Spring 2008

Victory for the environment

The population of Ecuador voted in a new constitution on Sunday September 29 that, among other reforms, is to provide nature with legal rights similar to those enjoyed by humans.

11 February 2009

In an already approved bill of rights, notes The Guardian, the new laws change the legal status of Ecuador’s tropical forests, islands, rivers and air from being property to being rights-bearing entities. The proposed bill states: "Natural communities and ecosystems possess the unalienable right to exist, flourish and evolve within Ecuador. Those rights shall be self-executing, and it shall be the duty and right of all Ecuadorian governments, communities, and individuals to enforce those rights."

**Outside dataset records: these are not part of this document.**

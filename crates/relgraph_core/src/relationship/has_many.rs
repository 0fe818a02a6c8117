//! Ordered, multi-valued relationship state.
//!
//! # Invariants
//! - `removals ⊆ canonical` and `additions ∩ canonical = ∅`, so a remove
//!   followed by a re-add of a canonical member (or the reverse) leaves no
//!   delta behind.
//! - Current order is canonical order (minus removals) followed by
//!   additions in insertion order.

use crate::model::key::RecordKey;
use crate::relationship::RelationshipMeta;
use indexmap::IndexSet;

/// Membership delta produced by an authoritative canonical replacement.
#[derive(Debug, Clone, Default, PartialEq, Eq)]
pub(crate) struct CanonicalDiff {
    /// Members new to canonical state.
    pub(crate) added: Vec<RecordKey>,
    /// Members dropped from canonical state.
    pub(crate) removed: Vec<RecordKey>,
    /// Locally removed members that the new canonical state still contains.
    pub(crate) reinstated: Vec<RecordKey>,
}

#[derive(Debug, Default)]
pub struct HasMany {
    pub(crate) meta: RelationshipMeta,
    canonical: IndexSet<RecordKey>,
    additions: IndexSet<RecordKey>,
    removals: IndexSet<RecordKey>,
}

impl HasMany {
    pub(crate) fn new(meta: RelationshipMeta) -> Self {
        Self {
            meta,
            ..Self::default()
        }
    }

    pub fn canonical(&self) -> impl Iterator<Item = &RecordKey> {
        self.canonical.iter()
    }

    pub fn is_canonical_member(&self, member: &RecordKey) -> bool {
        self.canonical.contains(member)
    }

    /// Effective members: canonical minus removals, then additions.
    pub fn current(&self) -> Vec<RecordKey> {
        self.canonical
            .iter()
            .filter(|member| !self.removals.contains(*member))
            .chain(self.additions.iter())
            .cloned()
            .collect()
    }

    pub fn contains(&self, member: &RecordKey) -> bool {
        self.additions.contains(member)
            || (self.canonical.contains(member) && !self.removals.contains(member))
    }

    pub fn is_dirty(&self) -> bool {
        !self.additions.is_empty() || !self.removals.is_empty()
    }

    pub fn local_additions(&self) -> impl Iterator<Item = &RecordKey> {
        self.additions.iter()
    }

    pub fn local_removals(&self) -> impl Iterator<Item = &RecordKey> {
        self.removals.iter()
    }

    /// Adds `member` locally. Returns whether current membership changed.
    pub(crate) fn add_local(&mut self, member: RecordKey) -> bool {
        if self.removals.shift_remove(&member) {
            return true;
        }
        if self.canonical.contains(&member) {
            return false;
        }
        self.additions.insert(member)
    }

    /// Removes `member` locally. Returns whether current membership changed.
    pub(crate) fn remove_local(&mut self, member: &RecordKey) -> bool {
        if self.additions.shift_remove(member) {
            return true;
        }
        if self.canonical.contains(member) {
            return self.removals.insert(member.clone());
        }
        false
    }

    /// Adds `member` to canonical state, absorbing a matching local addition.
    pub(crate) fn add_canonical(&mut self, member: RecordKey) -> bool {
        if self.canonical.contains(&member) {
            return false;
        }
        let was_added = self.additions.shift_remove(&member);
        self.canonical.insert(member);
        !was_added
    }

    /// Removes `member` from canonical state, absorbing a matching local removal.
    pub(crate) fn remove_canonical(&mut self, member: &RecordKey) -> bool {
        if !self.canonical.shift_remove(member) {
            return false;
        }
        !self.removals.shift_remove(member)
    }

    /// Replaces canonical membership with `members` (authoritative).
    ///
    /// Local removals are dropped; local additions already present in
    /// `members` are absorbed, the rest are kept.
    pub(crate) fn replace_canonical(&mut self, members: Vec<RecordKey>) -> CanonicalDiff {
        let next: IndexSet<RecordKey> = members.into_iter().collect();
        let added = next
            .iter()
            .filter(|member| !self.canonical.contains(*member))
            .cloned()
            .collect();
        let removed = self
            .canonical
            .iter()
            .filter(|member| !next.contains(*member))
            .cloned()
            .collect();
        let reinstated = self
            .removals
            .drain(..)
            .filter(|member| next.contains(member))
            .collect();
        self.additions.retain(|member| !next.contains(member));
        self.canonical = next;
        CanonicalDiff {
            added,
            removed,
            reinstated,
        }
    }

    /// Drops both local overlays and returns `(additions, removals)`.
    pub(crate) fn discard_local(&mut self) -> (Vec<RecordKey>, Vec<RecordKey>) {
        let additions = self.additions.drain(..).collect();
        let removals = self.removals.drain(..).collect();
        (additions, removals)
    }

    pub(crate) fn revert_addition(&mut self, member: &RecordKey) -> bool {
        self.additions.shift_remove(member)
    }

    pub(crate) fn revert_removal(&mut self, member: &RecordKey) -> bool {
        self.removals.shift_remove(member)
    }

    /// Removes every trace of `member`. Returns whether it was a current member.
    pub(crate) fn forget(&mut self, member: &RecordKey) -> bool {
        let was_current = self.contains(member);
        self.canonical.shift_remove(member);
        self.additions.shift_remove(member);
        self.removals.shift_remove(member);
        was_current
    }

    pub(crate) fn references(&self, member: &RecordKey) -> bool {
        self.canonical.contains(member) || self.additions.contains(member)
    }

    pub(crate) fn referenced(&self) -> Vec<RecordKey> {
        self.canonical
            .iter()
            .chain(self.additions.iter())
            .cloned()
            .collect()
    }
}

#[cfg(test)]
mod tests {
    use super::HasMany;
    use crate::model::key::RecordKey;
    use crate::relationship::RelationshipMeta;

    fn key(id: &str) -> RecordKey {
        RecordKey::new("topic", id)
    }

    fn loaded(ids: &[&str]) -> HasMany {
        let mut rel = HasMany::new(RelationshipMeta::default());
        rel.replace_canonical(ids.iter().map(|id| key(id)).collect());
        rel
    }

    #[test]
    fn add_then_remove_is_net_zero() {
        let mut rel = loaded(&["1"]);
        assert!(rel.add_local(key("2")));
        assert!(rel.is_dirty());
        assert!(rel.remove_local(&key("2")));
        assert!(!rel.is_dirty());
        assert_eq!(rel.current(), vec![key("1")]);
    }

    #[test]
    fn remove_then_readd_canonical_member_is_net_zero() {
        let mut rel = loaded(&["1", "2"]);
        assert!(rel.remove_local(&key("1")));
        assert_eq!(rel.current(), vec![key("2")]);
        assert!(rel.add_local(key("1")));
        assert!(!rel.is_dirty());
        assert_eq!(rel.current(), vec![key("1"), key("2")]);
    }

    #[test]
    fn interleaved_edits_keep_overlays_disjoint() {
        let mut rel = loaded(&["1"]);
        for _ in 0..3 {
            rel.add_local(key("2"));
            rel.remove_local(&key("1"));
            rel.add_local(key("1"));
            rel.remove_local(&key("2"));
        }
        assert!(!rel.add_local(key("1")));
        assert!(!rel.remove_local(&key("9")));
        assert!(!rel.is_dirty());
    }

    #[test]
    fn canonical_add_absorbs_local_addition() {
        let mut rel = loaded(&[]);
        rel.add_local(key("3"));
        assert!(!rel.add_canonical(key("3")));
        assert!(!rel.is_dirty());
        assert!(rel.is_canonical_member(&key("3")));
    }

    #[test]
    fn canonical_remove_absorbs_local_removal() {
        let mut rel = loaded(&["1"]);
        rel.remove_local(&key("1"));
        assert!(!rel.remove_canonical(&key("1")));
        assert!(!rel.is_dirty());
        assert!(rel.current().is_empty());
    }

    #[test]
    fn replace_canonical_is_authoritative() {
        let mut rel = loaded(&["1", "2"]);
        rel.remove_local(&key("1"));
        rel.remove_local(&key("2"));
        rel.add_local(key("3"));
        rel.add_local(key("4"));

        let diff = rel.replace_canonical(vec![key("2"), key("3")]);
        assert_eq!(diff.added, vec![key("3")]);
        assert_eq!(diff.removed, vec![key("1")]);
        assert_eq!(diff.reinstated, vec![key("2")]);
        assert_eq!(rel.current(), vec![key("2"), key("3"), key("4")]);
        assert_eq!(rel.local_additions().cloned().collect::<Vec<_>>(), vec![key("4")]);
        assert_eq!(rel.local_removals().count(), 0);
    }

    #[test]
    fn discard_local_returns_both_overlays() {
        let mut rel = loaded(&["1"]);
        rel.remove_local(&key("1"));
        rel.add_local(key("2"));
        let (additions, removals) = rel.discard_local();
        assert_eq!(additions, vec![key("2")]);
        assert_eq!(removals, vec![key("1")]);
        assert_eq!(rel.current(), vec![key("1")]);
    }
}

Thus, for possibly the first time on the planet, a lawsuit may be able to be filed on behalf of an ecosystem rather than, as is the case in current anthropocentric legal frameworks, a person having to prove a link between environmental degradation and personal injury – an often extremely difficult task – before measures to protect the environment can be ordered by a court.

In the last issue of Mind Shift internationally acclaimed environmental attorney Cormac Cullinan provided a strong critique of up-to-now universally accepted anthropocentric law, stating: “…in the eyes of the law all other species and aspects of nature are objects, and consequently, incapable of having any legal rights.”